Multivariate logistic regression was performed to evaluate the effects of sex, age, and race on the frequency of detectable antibody responses per isotype (Figure 4). For IgG1, females had 3.9 increased odds of a positive antibody response compared to males (95% CI: 1.33 – 13.32, p = 0.018). Interestingly, the opposite was observed for IgA where females had 74% lower odds for positive antibody response (95% CI: 0.11 – 0.62, p = 0.003). Of note, IgG3 was not affected by any of the aforementioned factors. Age and race had no statistically significant association with the frequency of antibody immune response for any of the analyzed immunoglobins.

Figure 4

Figure 4. Forest plot displaying odds ratios for a positive antibody response influenced by sex, age and race. (A) IgG1 (n=115), (B) IgG3 (n=134), and (C) IgA (n=105). Forest plot displaying odds ratios for the interaction of positive IgG1, IgG3 and IgA antibody responses with sex, age (19–24 vs. 25–50 years) and race (Black vs. Caucasian) for HVTN 204 vaccinees. The individual risk factors are indicated on the y-axis; adjusted odds ratios and 95% confidence intervals (CI) are shown on the x-axis. The actual odds ratios and 95% CI are shown on the right side of each graph. Age stratification is adopted from the WHO classification of youth vs adult. Statistical analysis was performed by multivariate logistic regression.

Discussion

Differences in Env-V1V2-specific IgG responses and Env-specific IgA titers after HIV vaccination between African and non-African vaccine recipients may have potentially contributed to the failure of multiple recent phase 2b/3 vaccine trials in African populations. We herein investigated the influence of race, geographic origin and sex in HVTN 204 vaccinees who received a VRC-HIV-DNA prime plus rAd5-HIV boost vaccine regimen on the Env-specific humoral immune response. An overall high frequency of vaccine-induced subtype C CN54rgp140 IgG1 and IgG3 responses were detected four weeks after final vaccination, with comparable titers of anti-CN54rgp140 and anti-IDR3_V3 IgG antibodies when results were stratified by race (Black Africans vs Caucasian Americans) or by geographic location (South Africa vs US). However, female sex was associated with increased systemic anti-CN54rgp140 IgG1, as well as a higher magnitude of IDR2_V2-specific IgG recognition compared to males.
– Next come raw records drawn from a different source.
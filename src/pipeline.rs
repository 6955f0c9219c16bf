//! Pipeline orchestrator: one unattended sync run, start to finish.
//!
//! Order is fixed: report setup, run lease, feed session, normalize, upsert,
//! roster, prune, aggregate, notify. Anything that fails before the upsert
//! stops the run with nothing written. After that, each step handles its own
//! failures and the run carries on; completed steps are never rolled back.

use chrono::{Local, NaiveDateTime};
use serde::Serialize;

use crate::aggregate::{self, AggregateReport};
use crate::db::{ActivityDb, DbSyncRun, ReportSetup, Table, UpsertSummary};
use crate::error::SyncError;
use crate::feed::{ExportFeedReader, FeedReader};
use crate::normalize::{format_elapsed, normalize_batch};
use crate::notification::{notifier_from_settings, render_template, Notification, Notifier};
use crate::retry::{with_contention_retry, RetryPolicy};
use crate::roster::{self, RosterSource};
use crate::types::Settings;

const STAMP_FORMAT: &str = "%Y-%m-%d %H:%M:%S";

#[derive(Debug, Clone)]
pub struct PipelineOptions {
    pub retry: RetryPolicy,
    pub lease_ttl: chrono::Duration,
}

impl Default for PipelineOptions {
    fn default() -> Self {
        Self {
            retry: RetryPolicy::default(),
            lease_ttl: chrono::Duration::hours(1),
        }
    }
}

impl From<&Settings> for PipelineOptions {
    fn from(settings: &Settings) -> Self {
        Self {
            retry: RetryPolicy::from(&settings.retry),
            lease_ttl: chrono::Duration::seconds(
                settings.lease_ttl_secs.min(crate::config::MAX_LEASE_TTL_SECS) as i64,
            ),
        }
    }
}

#[derive(Debug, Clone, Copy, PartialEq, Eq, Serialize)]
#[serde(rename_all = "snake_case")]
pub enum RunOutcome {
    /// Every step succeeded.
    Completed,
    /// The run finished but at least one step was abandoned.
    CompletedWithErrors,
    /// The feed produced nothing; the store was not touched.
    NoData,
}

impl RunOutcome {
    pub fn as_str(self) -> &'static str {
        match self {
            RunOutcome::Completed => "completed",
            RunOutcome::CompletedWithErrors => "completed_with_errors",
            RunOutcome::NoData => "no_data",
        }
    }
}

#[derive(Debug, Clone, Serialize)]
#[serde(rename_all = "camelCase")]
pub struct RunReport {
    pub run_id: String,
    pub started_at: NaiveDateTime,
    pub finished_at: NaiveDateTime,
    pub records_read: usize,
    /// Rows in `extracted_activities` before the upsert.
    pub existing_count: i64,
    /// Rows right after the upsert.
    pub latest_count: i64,
    /// Rows after the roster filter.
    pub final_count: i64,
    pub upsert: UpsertSummary,
    pub pruned: usize,
    pub prune_completed: bool,
    pub aggregate: AggregateReport,
    pub notified: bool,
    pub outcome: RunOutcome,
}

impl RunReport {
    /// New natural keys introduced by this batch.
    pub fn inserted(&self) -> i64 {
        self.latest_count - self.existing_count
    }

    /// Values for `v<Key>` tokens in the notification templates.
    pub fn template_variables(&self) -> Vec<(&'static str, String)> {
        vec![
            ("ScriptName", env!("CARGO_PKG_NAME").to_string()),
            ("RunId", self.run_id.clone()),
            ("ExecStartTime", self.started_at.format(STAMP_FORMAT).to_string()),
            ("ExecEndTime", self.finished_at.format(STAMP_FORMAT).to_string()),
            (
                "TotalExecutionTime",
                format_elapsed(self.finished_at - self.started_at),
            ),
            ("ExistingCount", self.existing_count.to_string()),
            ("LatestCount", self.latest_count.to_string()),
            ("TotalCount", self.inserted().to_string()),
            ("PrunedCount", self.pruned.to_string()),
            ("FinalCount", self.final_count.to_string()),
        ]
    }

    fn to_db_run(&self) -> DbSyncRun {
        DbSyncRun {
            id: self.run_id.clone(),
            started_at: self.started_at.format(STAMP_FORMAT).to_string(),
            finished_at: self.finished_at.format(STAMP_FORMAT).to_string(),
            existing_count: self.existing_count,
            latest_count: self.latest_count,
            final_count: self.final_count,
            inserted: self.inserted(),
            pruned: self.pruned as i64,
            failed_records: self.upsert.failed as i64,
            outcome: self.outcome.as_str().to_string(),
        }
    }
}

/// Render the run summary using the report setup's templates. A blank
/// subject template falls back to a timestamped default.
pub fn build_notification(setup: &ReportSetup, report: &RunReport) -> Notification {
    let variables = report.template_variables();
    let subject = if setup.email_subject.trim().is_empty() {
        format!(
            "Activity Report Summary as of {}",
            report.finished_at.format("%d-%b-%Y %H:%M:%S")
        )
    } else {
        render_template(&setup.email_subject, &variables)
    };
    Notification {
        subject,
        body: render_template(&setup.email_body, &variables),
        recipient: setup.email_recipient.clone(),
    }
}

fn now() -> NaiveDateTime {
    Local::now().naive_local()
}

/// Row count for reporting. A failed count is logged and reported as zero
/// so it cannot stop the run.
fn count_rows(db: &ActivityDb) -> i64 {
    match db.row_count(Table::ExtractedActivities) {
        Ok(n) => n,
        Err(e) => {
            log::error!("Error fetching row count for extracted_activities: {}", e);
            0
        }
    }
}

/// Execute one full sync run.
pub fn run(
    db: &ActivityDb,
    feed: &mut dyn FeedReader,
    roster_source: &dyn RosterSource,
    notifier: &dyn Notifier,
    options: &PipelineOptions,
) -> Result<RunReport, SyncError> {
    let started_at = now();
    let run_id = uuid::Uuid::new_v4().to_string();
    log::info!("Sync run {} started", run_id);

    let setup = db.report_setup()?;
    let _lease = db.acquire_lease(&run_id, options.lease_ttl)?;
    let session = feed.open_session(&setup)?;

    let raw: Vec<_> = session.collect();
    if raw.is_empty() {
        log::warn!("No data extracted; leaving the store untouched");
        let count = count_rows(db);
        return Ok(RunReport {
            run_id,
            started_at,
            finished_at: now(),
            records_read: 0,
            existing_count: count,
            latest_count: count,
            final_count: count,
            upsert: UpsertSummary::default(),
            pruned: 0,
            prune_completed: false,
            aggregate: AggregateReport::default(),
            notified: false,
            outcome: RunOutcome::NoData,
        });
    }
    let records_read = raw.len();
    let activities = normalize_batch(raw, now());
    log::info!("Extracted {} rows of activity data", records_read);

    let existing_count = count_rows(db);
    log::info!("Existing row count in extracted_activities: {}", existing_count);

    let mut step_failed = false;
    let upsert = match with_contention_retry("activity upsert", &options.retry, || {
        db.upsert_activities(&activities)
    }) {
        Ok(summary) => summary,
        Err(e) => {
            log::error!("Error saving activities: {}", e);
            step_failed = true;
            UpsertSummary {
                affected: 0,
                failed: activities.len(),
            }
        }
    };
    if upsert.failed > 0 {
        step_failed = true;
    }
    let latest_count = count_rows(db);
    log::info!("Latest row count in extracted_activities: {}", latest_count);

    let valid = roster::load_roster(roster_source)?;
    let (pruned, prune_completed) = match roster::prune(db, &valid, &options.retry) {
        Ok(n) => (n, true),
        Err(e) => {
            log::error!("Roster filter abandoned for this run: {}", e);
            step_failed = true;
            (0, false)
        }
    };
    let final_count = count_rows(db);
    log::info!(
        "Rows inserted: {}, rows pruned: {}, rows retained: {}",
        latest_count - existing_count,
        pruned,
        final_count
    );

    let aggregate = aggregate::run_all(db, &options.retry);
    if !aggregate.is_complete() {
        step_failed = true;
    }

    let mut report = RunReport {
        run_id,
        started_at,
        finished_at: now(),
        records_read,
        existing_count,
        latest_count,
        final_count,
        upsert,
        pruned,
        prune_completed,
        aggregate,
        notified: false,
        outcome: if step_failed {
            RunOutcome::CompletedWithErrors
        } else {
            RunOutcome::Completed
        },
    };

    let notification = build_notification(&setup, &report);
    match notifier.send(&notification) {
        Ok(()) => report.notified = true,
        Err(e) => log::error!("Error sending summary notification: {}", e),
    }

    if let Err(e) = db.record_run(&report.to_db_run()) {
        log::error!("Failed to record run {}: {}", report.run_id, e);
    }

    log::info!(
        "Sync run {} finished: {}",
        report.run_id,
        report.outcome.as_str()
    );
    Ok(report)
}

/// Open the configured database, feed and notifier, then run once.
pub fn run_with_settings(settings: &Settings) -> Result<RunReport, SyncError> {
    let db = match &settings.db_path {
        Some(path) => ActivityDb::open_at(path)?,
        None => ActivityDb::open()?,
    };
    db.set_busy_timeout(std::time::Duration::from_millis(settings.busy_timeout_ms))?;

    let notifier =
        notifier_from_settings(&settings.notifier).map_err(|e| SyncError::Config(e.to_string()))?;
    let mut feed = ExportFeedReader::from_settings(&settings.feed);
    let options = PipelineOptions::from(settings);

    run(&db, &mut feed, &db, notifier.as_ref(), &options)
}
These data are consistent with a recent meta-analysis of multiple HIV-1 vaccine regimens which reported that female sex is a strong predictor for a high HIV Env IgG responder status (20). Further, females are known to have 40% less HIV plasma viremia than males (21). This is relevant as increased vaccine-induced SIV-specific IgG isotypes levels have been linked with partial protection from SIV acquisition and reduced peak viremia in female macaques in pre-clinical HIV/SIV models (22). We also frequently observed no or very low levels of serum anti-CN54rgp140 IgA responses, especially in vaccinated females compared to males. In the RV144 clinical trial, reduced systemic levels of IgA correlated with reduced risk for HIV-1 acquisition (23). It was hypothesized that IgA antibodies can compete with IgG for HIV-1 Envelope antibody binding sites, thereby reducing antibody-mediated effector functions such as antibody-dependent cellular cytotoxicity (15). Our data therefore do not support the hypothesis that differences in vaccine-induced humoral immune responses between racial or geographic groups contributed to the failure of the HVTN 702 and 705 HIV vaccine efficacy trials, which were conducted primarily among young African women at high risk of HIV infection (6, 24).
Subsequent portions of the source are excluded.